I'm asking first if my access pattern for both loads and stores is faulty to begin with, or if something changed in glibc recently for the POWER ABI with regard to alignment.
Comment 3 Florian Weimer 2021-01-22 20:36:52 UTC
Is your program multi-threaded? The Apple document actually contains a warning regarding that.

powerpc heap layout changed significantly due to the ix for bug 6527; maybe that's why your program appeared to work reliably before.
Comment 4 Adam Stylinski 2021-01-22 22:20:23 UTC
It can be but not in the current test scenario I have.  Doing vec_ld(15, ptr) for the second half essentially means that the load will never span outside the heap in the even that the address just so happens to be aligned, no?

Basically the final unaligned loads in the last column are triggering asan and in general are causing issues.  I suspect the logic for unaligned stores are causing similar grief.  I _thought_ I had been doing exactly what Apple had mentioned here:

> Typically this means that a looping function will have to stop one loop iteration before it reaches the end of the data run, and handle the last few bytes in special case code. 

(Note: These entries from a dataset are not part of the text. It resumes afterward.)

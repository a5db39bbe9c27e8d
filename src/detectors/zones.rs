//! Threshold zone runs
//!
//! Contiguous stretches where an oscillator stays inside an extreme zone,
//! e.g. RSI below 30 or above 70.

use serde::Serialize;

use super::helpers::{tail, DEFAULT_RECENT_WINDOW};
use crate::{
    Classification, Direction, PatternCategory, PatternDetector, PatternId, PatternMatch,
    PatternMetadata, Period, Result, SeriesSet, Snapshot, Zone,
};

pub const RSI_OVERSOLD: PatternId = PatternId("RSI_OVERSOLD");
pub const RSI_OVERBOUGHT: PatternId = PatternId("RSI_OVERBOUGHT");

#[derive(Debug, Clone, Copy, PartialEq, Serialize)]
pub struct ZoneRun {
    pub start: usize,
    /// Inclusive
    pub end: usize,
    /// Lowest value of a `Below` run, highest of an `Above` run
    pub extreme: f64,
}

impl ZoneRun {
    #[inline]
    pub fn duration(&self) -> usize {
        self.end - self.start + 1
    }
}

/// All maximal runs of consecutive values inside `zone`. NaN ends a run.
pub fn find_zone_runs(values: &[f64], zone: Zone) -> Vec<ZoneRun> {
    let mut runs = Vec::new();
    let mut current: Option<ZoneRun> = None;

    for (i, &value) in values.iter().enumerate() {
        if zone.contains(value) {
            current = Some(match current {
                Some(run) => ZoneRun {
                    end: i,
                    extreme: match zone {
                        Zone::Below(_) => run.extreme.min(value),
                        Zone::Above(_) => run.extreme.max(value),
                    },
                    ..run
                },
                None => ZoneRun {
                    start: i,
                    end: i,
                    extreme: value,
                },
            });
        } else if let Some(run) = current.take() {
            runs.push(run);
        }
    }
    runs.extend(current);
    runs
}

/// Reports the latest zone run inside the recent window
#[derive(Debug, Clone, Copy)]
pub struct ZoneRunDetector {
    pub pattern_id: PatternId,
    pub key: &'static str,
    pub zone: Zone,
    pub recent: Period,
}

impl ZoneRunDetector {
    pub fn rsi_oversold(level: f64) -> Self {
        Self {
            pattern_id: RSI_OVERSOLD,
            key: "rsi",
            zone: Zone::Below(level),
            recent: Period::new_const(DEFAULT_RECENT_WINDOW),
        }
    }

    pub fn rsi_overbought(level: f64) -> Self {
        Self {
            pattern_id: RSI_OVERBOUGHT,
            zone: Zone::Above(level),
            ..Self::rsi_oversold(level)
        }
    }
}

impl PatternDetector for ZoneRunDetector {
    fn id(&self) -> PatternId {
        self.pattern_id
    }

    fn min_len(&self) -> usize {
        1
    }

    fn detect(&self, series: &SeriesSet<'_>) -> Vec<PatternMatch> {
        let Some(values) = series.get(self.key) else {
            return Vec::new();
        };
        let (offset, recent) = tail(values, self.recent.get());
        let runs = find_zone_runs(recent, self.zone);
        let Some(latest) = runs.last() else {
            return Vec::new();
        };

        let direction = match self.zone {
            Zone::Below(_) => Direction::Bullish,
            Zone::Above(_) => Direction::Bearish,
        };

        vec![PatternMatch {
            pattern_id: self.pattern_id,
            direction,
            index: offset + latest.end,
            classification: Classification::Zone {
                in_zone: latest.end + 1 == recent.len(),
            },
            values: Snapshot::new()
                .with("extreme", latest.extreme)
                .with("duration", latest.duration() as f64)
                .with("runs", runs.len() as f64),
        }]
    }

    fn validate_config(&self) -> Result<()> {
        self.zone.validate()
    }

    fn metadata(&self) -> PatternMetadata {
        PatternMetadata {
            name: self.pattern_id.as_str(),
            description: "Latest run of an oscillator inside its extreme zone",
            category: PatternCategory::Zone,
        }
    }
}

#[cfg(test)]
mod tests {
    use super::*;

    #[test]
    fn test_find_zone_runs() {
        let rsi = [45.0, 28.0, 25.0, 31.0, 29.0, f64::NAN, 27.0];
        let runs = find_zone_runs(&rsi, Zone::Below(30.0));
        assert_eq!(runs.len(), 3);
        assert_eq!((runs[0].start, runs[0].end, runs[0].extreme), (1, 2, 25.0));
        assert_eq!(runs[1].duration(), 1);
        assert_eq!(runs[2].start, 6);
    }

    #[test]
    fn test_overbought_extreme_is_max() {
        let rsi = [72.0, 78.0, 74.0];
        let runs = find_zone_runs(&rsi, Zone::Above(70.0));
        assert_eq!(runs.len(), 1);
        assert_eq!(runs[0].extreme, 78.0);
    }
}
//! Common helpers shared across detector modules
//!
//! Default windows and thresholds, non-finite bookkeeping and the
//! monotonic-deque rolling extrema used by the fast swing scan.

use std::collections::VecDeque;

// ============================================================
// DEFAULTS
// ============================================================

/// Bars before a candidate that must be strictly dominated
pub const DEFAULT_LOOKBACK: usize = 5;
/// Bars after a candidate that must be strictly dominated
pub const DEFAULT_LOOKAHEAD: usize = 5;
/// Super smoother length applied before swing scanning
pub const DEFAULT_SMOOTH_LENGTH: usize = 10;
/// Recent window searched for crossovers (offsets 1..window)
pub const DEFAULT_CROSS_WINDOW: usize = 5;
/// Trailing values inspected by the momentum trend classifier
pub const DEFAULT_TREND_WINDOW: usize = 3;
/// Recent values scanned for threshold runs and volatility spikes
pub const DEFAULT_RECENT_WINDOW: usize = 30;
/// ATR rise over two periods, in percent, that counts as a spike
pub const DEFAULT_SPIKE_PCT: f64 = 30.0;
/// Recent window searched for supertrend direction changes
pub const DEFAULT_FLIP_WINDOW: usize = 5;
/// History an oscillator needs before divergence, double-pattern and
/// volatility-regime detection run
pub const MIN_OSCILLATOR_HISTORY: usize = 14;

// ============================================================
// NON-FINITE HANDLING
// ============================================================

#[inline]
pub fn all_finite(values: &[f64]) -> bool {
    values.iter().all(|v| v.is_finite())
}

/// Arithmetic mean; `None` for an empty slice or any non-finite value.
pub fn finite_mean(values: &[f64]) -> Option<f64> {
    (!values.is_empty() && all_finite(values))
        .then(|| values.iter().sum::<f64>() / values.len() as f64)
}

/// Prefix counts of non-finite values: `prefix[k]` counts `values[..k]`.
pub fn non_finite_prefix(values: &[f64]) -> Vec<usize> {
    let mut prefix = Vec::with_capacity(values.len() + 1);
    let mut count = 0;
    prefix.push(count);
    for v in values {
        if !v.is_finite() {
            count += 1;
        }
        prefix.push(count);
    }
    prefix
}

/// True when `values[start..=end]` holds only finite values.
#[inline]
pub fn window_is_finite(prefix: &[usize], start: usize, end: usize) -> bool {
    prefix[end + 1] == prefix[start]
}

/// The last `n` values together with the index of the first one.
#[inline]
pub fn tail(values: &[f64], n: usize) -> (usize, &[f64]) {
    let start = values.len().saturating_sub(n);
    (start, &values[start..])
}

// ============================================================
// ROLLING EXTREMA
// ============================================================

/// Trailing maximum over `width` values; `out[k]` covers `values[k + 1 - width..=k]`.
///
/// Positions before a full window, and windows without any finite value,
/// are NaN. Non-finite values never enter the deque.
pub fn rolling_max(values: &[f64], width: usize) -> Vec<f64> {
    rolling_extreme(values, width, |back, new| back <= new)
}

/// Trailing minimum, see [`rolling_max`].
pub fn rolling_min(values: &[f64], width: usize) -> Vec<f64> {
    rolling_extreme(values, width, |back, new| back >= new)
}

fn rolling_extreme(values: &[f64], width: usize, dominated: impl Fn(f64, f64) -> bool) -> Vec<f64> {
    let n = values.len();
    let mut out = vec![f64::NAN; n];
    if width == 0 || n < width {
        return out;
    }

    let mut deque: VecDeque<usize> = VecDeque::with_capacity(width);
    for (k, &value) in values.iter().enumerate() {
        if k >= width {
            while deque.front().is_some_and(|&front| front <= k - width) {
                deque.pop_front();
            }
        }

        if value.is_finite() {
            while deque.back().is_some_and(|&back| dominated(values[back], value)) {
                deque.pop_back();
            }
            deque.push_back(k);
        }

        if k + 1 >= width {
            if let Some(&front) = deque.front() {
                out[k] = values[front];
            }
        }
    }
    out
}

Is this now broken or had I been doing the remainder peeling incorrectly all along?
Comment 5 Adam Stylinski 2021-01-22 22:23:51 UTC
Apologies for my ignorance by the way, I've been mostly spoiled lately with x86 and aarch64 which handle this to some degree for you in the uarch.  I wrote this code a long time ago when I was just getting familiar with Altivec, so I'm well aware what I was doing could have been completely wrong and/or stupid.  At the very least I could have done more to pipeline the unaligned loads so that the previous vector load for the second half was reused (I don't think GCC can do this for me).  

I'm hoping people who are intimately familiar with the ABI and heap layout of big endian POWER4 can clarify if I'm wrong, the library is wrong, or both.